__EXERCISE PROMPT__. Give the number of lines in the listing that hold the word "self". Write nothing but that number.

__INFORMATION SHOWN__.

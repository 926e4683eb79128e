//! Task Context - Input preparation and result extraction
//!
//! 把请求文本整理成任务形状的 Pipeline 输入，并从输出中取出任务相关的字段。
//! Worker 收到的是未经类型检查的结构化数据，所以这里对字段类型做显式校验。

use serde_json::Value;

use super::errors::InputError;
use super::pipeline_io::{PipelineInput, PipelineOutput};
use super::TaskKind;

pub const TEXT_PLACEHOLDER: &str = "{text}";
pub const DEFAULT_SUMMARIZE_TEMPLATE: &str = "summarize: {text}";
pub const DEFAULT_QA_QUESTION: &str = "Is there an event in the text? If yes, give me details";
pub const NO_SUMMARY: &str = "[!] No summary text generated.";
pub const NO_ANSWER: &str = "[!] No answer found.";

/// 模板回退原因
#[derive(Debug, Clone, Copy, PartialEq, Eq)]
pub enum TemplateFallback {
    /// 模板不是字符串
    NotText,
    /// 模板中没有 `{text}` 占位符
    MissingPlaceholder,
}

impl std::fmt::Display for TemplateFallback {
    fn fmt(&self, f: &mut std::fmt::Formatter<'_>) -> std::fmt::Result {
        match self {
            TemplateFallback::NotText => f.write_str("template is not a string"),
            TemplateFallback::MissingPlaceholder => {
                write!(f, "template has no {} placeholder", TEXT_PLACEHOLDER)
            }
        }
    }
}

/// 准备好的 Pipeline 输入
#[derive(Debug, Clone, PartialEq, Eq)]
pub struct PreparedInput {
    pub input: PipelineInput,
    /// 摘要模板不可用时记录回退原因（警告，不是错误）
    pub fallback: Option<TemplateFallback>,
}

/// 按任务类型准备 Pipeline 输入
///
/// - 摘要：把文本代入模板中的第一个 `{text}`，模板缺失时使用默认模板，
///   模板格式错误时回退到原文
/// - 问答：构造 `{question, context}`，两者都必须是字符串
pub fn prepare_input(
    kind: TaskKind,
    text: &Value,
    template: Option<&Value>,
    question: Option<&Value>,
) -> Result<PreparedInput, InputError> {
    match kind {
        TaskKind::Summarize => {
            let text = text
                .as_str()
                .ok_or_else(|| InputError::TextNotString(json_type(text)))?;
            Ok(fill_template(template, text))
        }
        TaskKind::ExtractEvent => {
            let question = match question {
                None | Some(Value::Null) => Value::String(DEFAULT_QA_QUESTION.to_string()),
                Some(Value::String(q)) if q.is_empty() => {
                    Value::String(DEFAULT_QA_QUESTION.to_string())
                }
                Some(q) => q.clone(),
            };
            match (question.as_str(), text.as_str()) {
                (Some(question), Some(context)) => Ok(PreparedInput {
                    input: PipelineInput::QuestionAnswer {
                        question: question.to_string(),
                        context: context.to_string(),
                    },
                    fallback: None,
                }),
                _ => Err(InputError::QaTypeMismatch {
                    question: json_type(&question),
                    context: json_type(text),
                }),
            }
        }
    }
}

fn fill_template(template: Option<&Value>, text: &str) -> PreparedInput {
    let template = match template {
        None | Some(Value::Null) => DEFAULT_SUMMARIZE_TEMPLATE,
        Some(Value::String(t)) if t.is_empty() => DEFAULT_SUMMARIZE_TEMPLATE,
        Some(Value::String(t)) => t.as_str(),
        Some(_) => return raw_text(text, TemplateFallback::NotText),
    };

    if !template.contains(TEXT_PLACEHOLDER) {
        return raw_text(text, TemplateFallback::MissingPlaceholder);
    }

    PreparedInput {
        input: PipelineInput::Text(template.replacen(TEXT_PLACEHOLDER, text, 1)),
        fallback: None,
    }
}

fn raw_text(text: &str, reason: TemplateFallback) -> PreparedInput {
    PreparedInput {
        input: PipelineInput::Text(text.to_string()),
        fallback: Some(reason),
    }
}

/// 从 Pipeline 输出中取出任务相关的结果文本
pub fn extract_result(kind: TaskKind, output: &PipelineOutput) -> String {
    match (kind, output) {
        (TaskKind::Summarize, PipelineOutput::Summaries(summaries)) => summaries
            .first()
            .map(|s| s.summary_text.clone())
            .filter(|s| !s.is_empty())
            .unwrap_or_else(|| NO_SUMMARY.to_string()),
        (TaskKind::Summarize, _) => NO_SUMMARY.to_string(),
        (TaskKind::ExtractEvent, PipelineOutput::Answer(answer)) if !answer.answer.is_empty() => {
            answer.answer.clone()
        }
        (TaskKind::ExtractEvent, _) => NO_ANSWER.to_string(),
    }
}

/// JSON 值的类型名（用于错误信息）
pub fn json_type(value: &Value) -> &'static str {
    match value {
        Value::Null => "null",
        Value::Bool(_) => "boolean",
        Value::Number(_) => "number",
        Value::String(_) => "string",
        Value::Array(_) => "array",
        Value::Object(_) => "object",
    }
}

__SOLUTION__. 2